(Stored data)
use std::cell::RefCell;
use std::io::{self, Write};
use std::rc::Rc;

use pretty_assertions::assert_eq;

use rox::error::ExitCode;
use rox::lox::{exit_code, Lox};
use rox::value::Value;

/// `print` sink the test keeps a handle to.
#[derive(Clone, Default)]
struct SharedBuffer(Rc<RefCell<Vec<u8>>>);

impl Write for SharedBuffer {
    fn write(&mut self, buf: &[u8]) -> io::Result<usize> {
        self.0.borrow_mut().extend_from_slice(buf);
        Ok(buf.len())
    }

    fn flush(&mut self) -> io::Result<()> {
        Ok(())
    }
}

impl SharedBuffer {
    fn take(&self) -> String {
        String::from_utf8(self.0.take()).expect("Output should be valid UTF-8")
    }
}

fn session() -> (Lox, SharedBuffer) {
    let output = SharedBuffer::default();
    (Lox::with_output(Box::new(output.clone())), output)
}

fn test_valid_program(source: &str, expected_output: &str) {
    let (mut lox, output) = session();

    if let Err(errors) = lox.run(source.as_bytes()) {
        panic!("program failed: {:?}", errors);
    }

    assert_eq!(output.take(), expected_output);
}

/// Runs a failing program; returns what it printed first and the rendered
/// diagnostics.
fn test_failing_program(source: &str, expected_code: ExitCode) -> (String, Vec<String>) {
    let (mut lox, output) = session();

    let errors = lox
        .run(source.as_bytes())
        .expect_err("program should fail");
    assert_eq!(exit_code(&errors), expected_code);

    (
        output.take(),
        errors.iter().map(|e| e.to_string()).collect(),
    )
}

#[test]
fn test_print_of_a_sum() {
    test_valid_program("print 1 + 2;", "3\n");
}

#[test]
fn test_fib() {
    let source = r#"
    fun fib(n) {
        if (n <= 1) return n;
        return fib(n - 1) + fib(n - 2);
    }

    for (var i = 0; i < 10; i = i + 1) {
        print fib(i);
    }
    "#;
    test_valid_program(source, "0\n1\n1\n2\n3\n5\n8\n13\n21\n34\n");
}

#[test]
fn test_closure_captures_the_environment() {
    let source = r#"
    fun make() {
        var i = 0;
        fun inc() {
            i = i + 1;
            return i;
        }
        return inc;
    }

    var f = make();
    f();
    print f();
    "#;
    test_valid_program(source, "2\n");
}

#[test]
fn test_functions_cant_break_scope() {
    let source = r#"
    var a = "global";
    {
        fun showA() {
            print a;
        }
        showA();
        var a = "block";
        showA();
        print a;
    }
    "#;
    test_valid_program(source, "global\nglobal\nblock\n");
}

#[test]
fn test_value_stringification() {
    let source = r#"
    print nil;
    print true;
    print 3.0;
    print 0.5;
    print -7;
    print "text";
    print clock;
    class K {}
    print K;
    print K();
    fun named() {}
    print named;
    "#;
    test_valid_program(
        source,
        "nil\ntrue\n3\n0.5\n-7\ntext\n<native fn clock>\nK\nK instance\n<fn named>\n",
    );
}

#[test]
fn test_plus_concatenates_when_either_side_is_a_string() {
    let source = r#"
    print "a" + 1;
    print 1 + "a";
    print "x" + nil;
    print 2.5 + "";
    print "con" + "cat";
    "#;
    test_valid_program(source, "a1\n1a\nxnil\n2.5\nconcat\n");
}

#[test]
fn test_equality_and_truthiness() {
    let source = r#"
    print 1 == "1";
    print nil == false;
    print "a" == "a";
    print !0;
    print !"";
    print !nil;
    print nil or "default";
    print 0 and "second";
    "#;
    test_valid_program(
        source,
        "false\nfalse\ntrue\nfalse\nfalse\ntrue\ndefault\nsecond\n",
    );
}

#[test]
fn test_division_by_zero_is_a_runtime_error() {
    let (output, errors) = test_failing_program("print 1;\nprint 1 / 0;", ExitCode::Software);

    assert_eq!(output, "1\n");
    assert_eq!(errors, vec!["Division by zero.\n[line 2]"]);
}

#[test]
fn test_init_always_yields_the_instance() {
    let source = r#"
    class C {
        init() {
            return;
        }
    }
    print C();
    var c = C();
    print c.init();
    "#;
    test_valid_program(source, "C instance\nC instance\n");
}

#[test]
fn test_initializer_arguments_and_fields() {
    let source = r#"
    class Point {
        init(x, y) {
            this.x = x;
            this.y = y;
        }
        sum() {
            return this.x + this.y;
        }
    }
    var p = Point(3, 4);
    print p.sum();
    p.x = 10;
    print p.sum();
    "#;
    test_valid_program(source, "7\n14\n");
}

#[test]
fn test_bound_methods_remember_their_instance() {
    let source = r#"
    class Counter {
        init() { this.n = 0; }
        inc() {
            this.n = this.n + 1;
            return this.n;
        }
    }
    var inc = Counter().inc;
    inc();
    print inc();
    "#;
    test_valid_program(source, "2\n");
}

#[test]
fn test_fields_shadow_methods() {
    let source = r#"
    class A {
        m() { return "method"; }
    }
    var a = A();
    print a.m();
    a.m = "field";
    print a.m;
    "#;
    test_valid_program(source, "method\nfield\n");
}

#[test]
fn test_super_dispatch_through_many_subclasses() {
    let source = r#"
    class A { m() { return "A"; } }
    class B < A { m() { return "B" + super.m(); } }
    class C < B {}
    class D < C { m() { return "D" + super.m(); } }
    print D().m();
    "#;
    test_valid_program(source, "DBA\n");
}

#[test]
fn test_class_methods_live_on_the_metaclass() {
    let source = r#"
    class Math {
        class square(n) { return n * n; }
    }
    class Sub < Math {}
    print Math.square(3);
    print Sub.square(4);
    "#;
    test_valid_program(source, "9\n16\n");
}

#[test]
fn test_super_in_a_class_method() {
    let source = r#"
    class A {
        class make() { return "A.make"; }
    }
    class B < A {
        class make() { return "B>" + super.make(); }
    }
    print B.make();
    "#;
    test_valid_program(source, "B>A.make\n");
}

#[test]
fn test_class_level_fields() {
    let source = r#"
    class Config {}
    Config.debug = true;
    print Config.debug;
    "#;
    test_valid_program(source, "true\n");
}

#[test]
fn test_traits_are_flattened_into_the_class() {
    let source = r#"
    trait Named {
        describe() { return "I am " + this.name; }
    }
    trait Greets with Named {
        greet() { return "hi " + this.name; }
    }
    class Person with Greets {
        init(name) { this.name = name; }
    }
    var p = Person("bo");
    print p.greet();
    print p.describe();
    "#;
    test_valid_program(source, "hi bo\nI am bo\n");
}

#[test]
fn test_init_provided_by_a_trait_yields_the_instance() {
    let source = r#"
    trait Starts {
        init() { this.x = 1; }
    }
    class C with Starts {}
    var c = C();
    print c;
    print c.init();
    print c.x;
    "#;
    test_valid_program(source, "C instance\nC instance\n1\n");
}

#[test]
fn test_trait_conflict_is_reported_before_running() {
    let (output, errors) = test_failing_program(
        "print 1;\ntrait A { m() {} }\ntrait B { m() {} }\nclass C with A, B {}",
        ExitCode::DataError,
    );

    assert_eq!(output, "");
    assert_eq!(
        errors,
        vec!["[line 4] Error at 'B': A previous trait declares a method named 'm'."]
    );
}

#[test]
fn test_trait_conflict_through_an_alias_fails_at_declaration() {
    let (_, errors) = test_failing_program(
        "trait A { m() {} }\ntrait B { m() {} }\nvar Alias = B;\nclass C with A, Alias {}",
        ExitCode::Software,
    );

    assert_eq!(
        errors,
        vec!["A previous trait declares a method named 'm'.\n[line 4]"]
    );
}

#[test]
fn test_reading_a_local_in_its_own_initializer() {
    let (output, errors) = test_failing_program("{ var a = a; print a; }", ExitCode::DataError);

    assert_eq!(output, "");
    assert_eq!(
        errors,
        vec!["[line 1] Error at 'a': Can't read local variable in its own initializer."]
    );
}

#[test]
fn test_break_leaves_only_the_innermost_loop() {
    let source = r#"
    for (var i = 0; i < 3; i = i + 1) {
        var j = 0;
        while (true) {
            if (j == i) break;
            j = j + 1;
        }
        print j;
    }
    "#;
    test_valid_program(source, "0\n1\n2\n");
}

#[test]
fn test_return_unwinds_nested_loops() {
    let source = r#"
    fun find() {
        for (var i = 0; i < 10; i = i + 1) {
            while (true) {
                if (i == 2) return i;
                break;
            }
        }
        return -1;
    }
    print find();
    "#;
    test_valid_program(source, "2\n");
}

#[test]
fn test_conditional_and_comma_operators() {
    let source = r#"
    print true ? "yes" : "no";
    print nil ? 1 : false ? 2 : 3;
    print (1, 2);
    "#;
    test_valid_program(source, "yes\n3\n2\n");
}

#[test]
fn test_anonymous_functions() {
    let source = r#"
    var add = fun (a, b) { return a + b; };
    print add(1, 2);
    print add;
    fun apply(f, x) { return f(x); }
    print apply(fun (n) { return n * 10; }, 4);
    "#;
    test_valid_program(source, "3\n<fn anonymous>\n40\n");
}

#[test]
fn test_arrays() {
    let source = r#"
    var a = Array(3);
    a.set(0, "x");
    a.set(1, 2);
    print a;
    print a.length;
    print a.get(1);
    print Array(0);
    "#;
    test_valid_program(source, "[ 'x' , 2 , nil ]\n3\n2\n[  ]\n");
}

#[test]
fn test_array_errors() {
    let (_, errors) = test_failing_program("var a = Array(2);\nprint a.get(2);", ExitCode::Software);
    assert_eq!(errors, vec!["Invalid array index.\n[line 2]"]);

    let (_, errors) = test_failing_program("var a = Array(2);\na.get(-1);", ExitCode::Software);
    assert_eq!(errors, vec!["Array index can't be negative.\n[line 2]"]);

    let (_, errors) = test_failing_program("var a = Array(2);\na.size = 3;", ExitCode::Software);
    assert_eq!(errors, vec!["Can't add properties to arrays.\n[line 2]"]);

    let (_, errors) = test_failing_program(
        "var a = Array(100000000000000000000);\nprint a.length;",
        ExitCode::Software,
    );
    assert_eq!(errors, vec!["Array size too large.\n[line 1]"]);
}

#[test]
fn test_runtime_error_messages() {
    let cases: &[(&str, &str)] = &[
        ("print nope;", "Undefined variable 'nope'.\n[line 1]"),
        ("nope = 1;", "Undefined variable 'nope'.\n[line 1]"),
        ("var a = a;", "Undefined variable 'a'.\n[line 1]"),
        ("fun f(a) {}\nf();", "Expected 1 arguments but got 0.\n[line 2]"),
        ("\"str\"();", "Can only call functions and classes.\n[line 1]"),
        ("print 1.x;", "Only instances have properties.\n[line 1]"),
        ("var n = 1;\nn.x = 2;", "Only instances have fields.\n[line 2]"),
        ("class A {}\nprint A().missing;", "Undefined property 'missing'.\n[line 2]"),
        ("print -\"x\";", "Operand must be a number.\n[line 1]"),
        ("print 1 < \"2\";", "Operands must be numbers.\n[line 1]"),
        ("print nil + 1;", "Operands must be two numbers or at least one string.\n[line 1]"),
        ("var NotClass = 1;\nclass A < NotClass {}", "Superclass must be a class.\n[line 2]"),
        ("var NotTrait = 1;\nclass A with NotTrait {}", "'NotTrait' is not a trait.\n[line 2]"),
    ];

    for (source, expected) in cases {
        let (_, errors) = test_failing_program(source, ExitCode::Software);
        assert_eq!(errors, vec![expected.to_string()], "source: {}", source);
    }
}

#[test]
fn test_session_survives_runtime_errors() {
    let (mut lox, output) = session();

    assert!(lox.run(b"var x = 1;").is_ok());
    assert!(lox.run(b"{ var y = 2; print y / 0; }").is_err());
    assert!(lox.run(b"print x;").is_ok());
    assert!(lox.run(b"{ var z = 3; print z; }").is_ok());

    assert_eq!(output.take(), "1\n3\n");
}

#[test]
fn test_repl_lines() {
    let (mut lox, output) = session();

    assert!(matches!(lox.run_line("var x = 2;"), Ok(None)));
    assert!(matches!(lox.run_line("fun twice(n) { return n * 2; }"), Err(_)));
    assert!(matches!(lox.run_line("var twice = fun (n) { return n * 2; };"), Ok(None)));
    assert!(matches!(lox.run_line("twice(x)"), Ok(Some(Value::Number(n))) if n == 4.0));
    assert!(matches!(lox.run_line("x / 0"), Err(errors) if errors.len() == 1));
    assert!(matches!(lox.run_line("\"still \" + x"), Ok(Some(Value::String(s))) if s == "still 2"));

    assert_eq!(output.take(), "");
}

#[test]
fn test_repl_loop_prints_values_and_keeps_going() {
    let (mut lox, output) = session();
    let mut prompts: Vec<u8> = Vec::new();

    lox.repl(&b"var a = 20;\na + 1\nprint a;\nundefinedThing\na\n"[..], &mut prompts)
        .expect("repl runs");

    assert_eq!(output.take(), "21\n20\n20\n");
    assert_eq!(String::from_utf8(prompts).expect("utf8"), "> > > > > > \n");
}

**EXERCISE GOAL**
Exactly and exclusively, repeat the lines from the line that contains "if n == 4.0));" through the end of the records, both ends included.

**EXERCISE RESULT**
    assert!(matches!(lox.run_line("twice(x)"), Ok(Some(Value::Number(n))) if n == 4.0));
    assert!(matches!(lox.run_line("x / 0"), Err(errors) if errors.len() == 1));
    assert!(matches!(lox.run_line("\"still \" + x"), Ok(Some(Value::String(s))) if s == "still 2"));

    assert_eq!(output.take(), "");
}

#[test]
fn test_repl_loop_prints_values_and_keeps_going() {
    let (mut lox, output) = session();
    let mut prompts: Vec<u8> = Vec::new();

    lox.repl(&b"var a = 20;\na + 1\nprint a;\nundefinedThing\na\n"[..], &mut prompts)
        .expect("repl runs");

    assert_eq!(output.take(), "21\n20\n20\n");
    assert_eq!(String::from_utf8(prompts).expect("utf8"), "> > > > > > \n");
}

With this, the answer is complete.